New Delhi : There is one sentence that the National Testing Agency (NTA) would probably like to become the official takeaway from the latest NEET controversy. On paper, it sounds like a strong defence. But the problem is that the government’s own version of events sounds very different. Union Education Minister Dharmendra Pradhan publicly admitted that “there was a breach in the chain of command” in the NEET paper leak case and said the government was taking responsibility for it.
After all, the “system” is not just a computer server sitting inside an office building, it (the system) includes every layer involved in conducting an exam of this scale.
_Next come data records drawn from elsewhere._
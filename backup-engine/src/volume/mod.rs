//! Volume packing.
//!
//! A volume is a single archive blob holding many small entries addressed by
//! a relative, `/`-separated path. Codecs are selected by the compression tag
//! embedded in remote names.

use std::io::Read;
use std::path::{Component, Path};

use crate::utils::errors::{EngineError, Result};

pub const TAG_TAR_ZSTD: &str = "tzst";
pub const TAG_TAR: &str = "tar";

const DEFAULT_ZSTD_LEVEL: i32 = 3;

/// One entry inside a volume.
#[derive(Debug, Clone, PartialEq, Eq)]
pub struct VolumeFile {
    pub path: String,
    pub data: Vec<u8>,
}

impl VolumeFile {
    pub fn new(path: impl Into<String>, data: Vec<u8>) -> Self {
        Self {
            path: path.into(),
            data,
        }
    }
}

/// Entry that could not be read back out of a volume.
#[derive(Debug, Clone, PartialEq, Eq)]
pub struct UnpackFailure {
    pub path: Option<String>,
    pub message: String,
}

#[derive(Debug, Default)]
pub struct UnpackedVolume {
    pub files: Vec<VolumeFile>,
    pub failures: Vec<UnpackFailure>,
}

impl UnpackedVolume {
    pub fn get(&self, path: &str) -> Option<&VolumeFile> {
        self.files.iter().find(|f| f.path == path)
    }
}

pub trait VolumeCodec: Send + Sync {
    /// Compression tag used as the `<ext>` segment of volume names.
    fn tag(&self) -> &'static str;

    fn pack(&self, files: &[VolumeFile]) -> Result<Vec<u8>>;

    /// Fails only if the blob as a whole is unreadable. Individual bad
    /// entries land in [`UnpackedVolume::failures`].
    fn unpack(&self, blob: &[u8]) -> Result<UnpackedVolume>;
}

/// Tar archive, optionally wrapped in a zstd stream.
#[derive(Debug, Clone, Copy)]
pub struct TarVolumeCodec {
    zstd_level: Option<i32>,
}

impl TarVolumeCodec {
    pub fn zstd() -> Self {
        Self {
            zstd_level: Some(DEFAULT_ZSTD_LEVEL),
        }
    }

    pub fn zstd_with_level(level: i32) -> Self {
        Self {
            zstd_level: Some(level),
        }
    }

    pub fn plain() -> Self {
        Self { zstd_level: None }
    }

    fn build_tar(files: &[VolumeFile]) -> std::io::Result<Vec<u8>> {
        let mut builder = tar::Builder::new(Vec::new());
        for file in files {
            let mut header = tar::Header::new_gnu();
            header.set_size(file.data.len() as u64);
            header.set_mode(0o644);
            header.set_mtime(0);
            header.set_entry_type(tar::EntryType::Regular);
            builder.append_data(&mut header, &file.path, file.data.as_slice())?;
        }
        builder.into_inner()
    }

    fn read_tar(tar_bytes: &[u8]) -> Result<UnpackedVolume> {
        let mut archive = tar::Archive::new(tar_bytes);
        let entries = archive
            .entries()
            .map_err(|e| EngineError::Codec(format!("unreadable archive: {e}")))?;

        let mut unpacked = UnpackedVolume::default();
        for entry in entries {
            let mut entry = match entry {
                Ok(entry) => entry,
                Err(e) => {
                    // The stream is out of sync after a bad header
                    unpacked.failures.push(UnpackFailure {
                        path: None,
                        message: format!("truncated archive: {e}"),
                    });
                    break;
                }
            };

            let path = match entry.path() {
                Ok(p) => p.to_string_lossy().replace('\\', "/"),
                Err(e) => {
                    unpacked.failures.push(UnpackFailure {
                        path: None,
                        message: format!("invalid entry path: {e}"),
                    });
                    continue;
                }
            };

            if !is_safe_relative_path(&path) {
                unpacked.failures.push(UnpackFailure {
                    path: Some(path),
                    message: "entry path escapes the volume root".into(),
                });
                continue;
            }

            let mut data = Vec::with_capacity(entry.size() as usize);
            match entry.read_to_end(&mut data) {
                Ok(_) => unpacked.files.push(VolumeFile { path, data }),
                Err(e) => unpacked.failures.push(UnpackFailure {
                    path: Some(path),
                    message: e.to_string(),
                }),
            }
        }

        Ok(unpacked)
    }
}

impl VolumeCodec for TarVolumeCodec {
    fn tag(&self) -> &'static str {
        if self.zstd_level.is_some() {
            TAG_TAR_ZSTD
        } else {
            TAG_TAR
        }
    }

    fn pack(&self, files: &[VolumeFile]) -> Result<Vec<u8>> {
        let tar_bytes = Self::build_tar(files).map_err(|e| EngineError::Codec(format!("tar pack: {e}")))?;
        match self.zstd_level {
            Some(level) => zstd::stream::encode_all(tar_bytes.as_slice(), level)
                .map_err(|e| EngineError::Codec(format!("zstd compress: {e}"))),
            None => Ok(tar_bytes),
        }
    }

    fn unpack(&self, blob: &[u8]) -> Result<UnpackedVolume> {
        match self.zstd_level {
            Some(_) => {
                let tar_bytes = zstd::stream::decode_all(blob)
                    .map_err(|e| EngineError::Codec(format!("zstd decompress: {e}")))?;
                Self::read_tar(&tar_bytes)
            }
            None => Self::read_tar(blob),
        }
    }
}

/// Relative, `/`-separated, and free of `..`, root or prefix components.
pub fn is_safe_relative_path(path: &str) -> bool {
    if path.is_empty() || path.starts_with('/') {
        return false;
    }
    Path::new(path)
        .components()
        .all(|c| matches!(c, Component::Normal(_)))
}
From printing, packaging, transportation, and custody, to invigilation, coordination, security and oversight. On the one hand, the Centre has acknowledged a breach serious enough to trigger national outrage, CBI investigations and arrests across states. On the other hand, the agency conducting the exam appears focused on establishing that the leak did not originate from its internal digital infrastructure.
A teenager who spends two years preparing for NEET does not care whether the leak happened during printing, transit or distribution. Parents who emptied savings accounts for coaching classes are not going to pause and say, “At least the breach was not from the server.” For them, the question is painfully simple – How did the paper get out? And if nobody can answer that convincingly, then the credibility damage remains exactly the same.
Multiple reports have also stated that leaked chemistry questions were allegedly circulated before the exam and sold across states as part of a larger racket under investigation. If the country’s premier investigative agency is treating the case as a genuine paper leak, complete with arrests, money trails and an alleged organised network, then the obvious question would be why is the NTA still framing the issue so narrowly?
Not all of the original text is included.